First entry – Week 2

Having a look on the development of law in Europe impresses upon us a historical reflection of this topic. From the beginning of a 'European common law' in the form of the 'ius commune' until nowadays with the law of the European Union, this idea has come a long way. Particularly interesting for me was one expression in the first week's reading: 'Looking back from the future, there may be a generation which will see our time just as a little interruption in the tradition of a European common law.' Will it be like this? I'm not quite convinced yet. The crucial question may be how we define our tradition of a 'common law'. Another quote in the first week's reading was: 'We may have had a common legal tradition with the ius commune but it hasn't been a common code'. If this would be our tradition which may be readopted in the future, is the idea of a European Common Civil Code perhaps just illusory?
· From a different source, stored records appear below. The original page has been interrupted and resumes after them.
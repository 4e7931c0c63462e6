// ============================================================
// Layer 2 — Application / Use Cases
// ============================================================
// Coordinates the other layers to evaluate every saved epoch of
// a model against one evaluation set.
//
// Rules for this layer:
//   - No tensor math or program interpretation here (Layer 5)
//   - No argument parsing or printing here (Layer 1)
//   - No direct file parsing here (Layers 4 and 6)
//   - Only workflow coordination
//
// Reference: Clean Architecture pattern
//            Rust Book §7 (Module System)

// The multi-checkpoint inference workflow
pub mod infer_use_case;
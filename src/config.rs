// Configuration module for reading Game.toml
// Every tunable of the engine, autoplayer and tooling lives here

use log::warn;
use serde::Deserialize;
use std::fs;
use std::path::Path;

use crate::error::GameError;

/// Default config file, looked up in the working directory
pub const DEFAULT_CONFIG_PATH: &str = "Game.toml";

/// Main configuration structure containing all tunable parameters
#[derive(Debug, Deserialize, Clone, PartialEq)]
pub struct Config {
    pub search: SearchConfig,
    pub spawn: SpawnConfig,
    pub autoplay: AutoplayConfig,
    pub debug: DebugConfig,
}

/// Alpha-beta search limits
#[derive(Debug, Deserialize, Clone, PartialEq)]
pub struct SearchConfig {
    /// Plies searched per decision, root swipe included
    pub depth: u8,
    /// Maximum nodes per decision; 0 disables the limit
    #[serde(default)]
    pub node_budget: u64,
}

/// New-tile generation
#[derive(Debug, Deserialize, Clone, PartialEq)]
pub struct SpawnConfig {
    pub four_probability: f64,
    pub initial_tiles: usize,
}

/// Autoplay pacing and stopping rules
#[derive(Debug, Deserialize, Clone, PartialEq)]
pub struct AutoplayConfig {
    pub turn_delay_ms: u64,
    pub stop_on_win: bool,
}

/// Debug configuration
#[derive(Debug, Deserialize, Clone, PartialEq)]
pub struct DebugConfig {
    pub enabled: bool,
    pub log_file_path: String,
}

impl Config {
    /// Loads configuration from a TOML file
    ///
    /// # Arguments
    /// * `path` - Path to the Game.toml configuration file
    ///
    /// # Returns
    /// * `Result<Config, GameError>` - Parsed and validated configuration
    pub fn from_file<P: AsRef<Path>>(path: P) -> Result<Self, GameError> {
        let contents = fs::read_to_string(path.as_ref())
            .map_err(|e| GameError::Config(format!("Failed to read config file: {}", e)))?;

        Self::from_toml_str(&contents)
    }

    /// Parses configuration from TOML text
    pub fn from_toml_str(contents: &str) -> Result<Self, GameError> {
        let config: Config = toml::from_str(contents)
            .map_err(|e| GameError::Config(format!("Failed to parse config file: {}", e)))?;
        config.validate()?;
        Ok(config)
    }

    /// Loads default configuration from Game.toml in the working directory
    pub fn load_default() -> Result<Self, GameError> {
        Self::from_file(DEFAULT_CONFIG_PATH)
    }

    /// Creates a configuration with hardcoded default values as fallback
    /// This should match the constants defined in Game.toml
    pub fn default_hardcoded() -> Self {
        Config {
            search: SearchConfig {
                depth: 3,
                node_budget: 0,
            },
            spawn: SpawnConfig {
                four_probability: 0.1,
                initial_tiles: 2,
            },
            autoplay: AutoplayConfig {
                turn_delay_ms: 1000,
                stop_on_win: true,
            },
            debug: DebugConfig {
                enabled: false,
                log_file_path: "game_debug.jsonl".to_string(),
            },
        }
    }

    /// Attempts to load from file, falls back to hardcoded defaults on error
    pub fn load_or_default() -> Self {
        Self::load_default().unwrap_or_else(|e| {
            warn!("Could not load {} ({}), using hardcoded defaults", DEFAULT_CONFIG_PATH, e);
            Self::default_hardcoded()
        })
    }

    fn validate(&self) -> Result<(), GameError> {
        if !(0.0..=1.0).contains(&self.spawn.four_probability) {
            return Err(GameError::Config(format!(
                "spawn.four_probability must be within [0, 1], got {}",
                self.spawn.four_probability
            )));
        }
        if self.spawn.initial_tiles > 16 {
            return Err(GameError::Config(format!(
                "spawn.initial_tiles must be at most 16, got {}",
                self.spawn.initial_tiles
            )));
        }
        Ok(())
    }
}

impl Default for Config {
    fn default() -> Self {
        Self::default_hardcoded()
    }
}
If Europe hadn't had a common code in times when we had a common work language -Latin- is it realistic to establish a common code in times of the babel of languages in Brussels? Perhaps we should more likely pursuit to revisit our common 'legal culture'. The CFR and the DCFR have so far stressed the common legal principles in European law systems. Should we tune in to a Directive, which imposes to implement common legal principles? Or, should we go after a unified legal education and training all over Europe? At the moment, and in my opinion also in the future cultural differences in Europe seem to impede a common civil law codification. But we could certainly bethink ourselves of our common legal tradition. This should be a step in the right direction!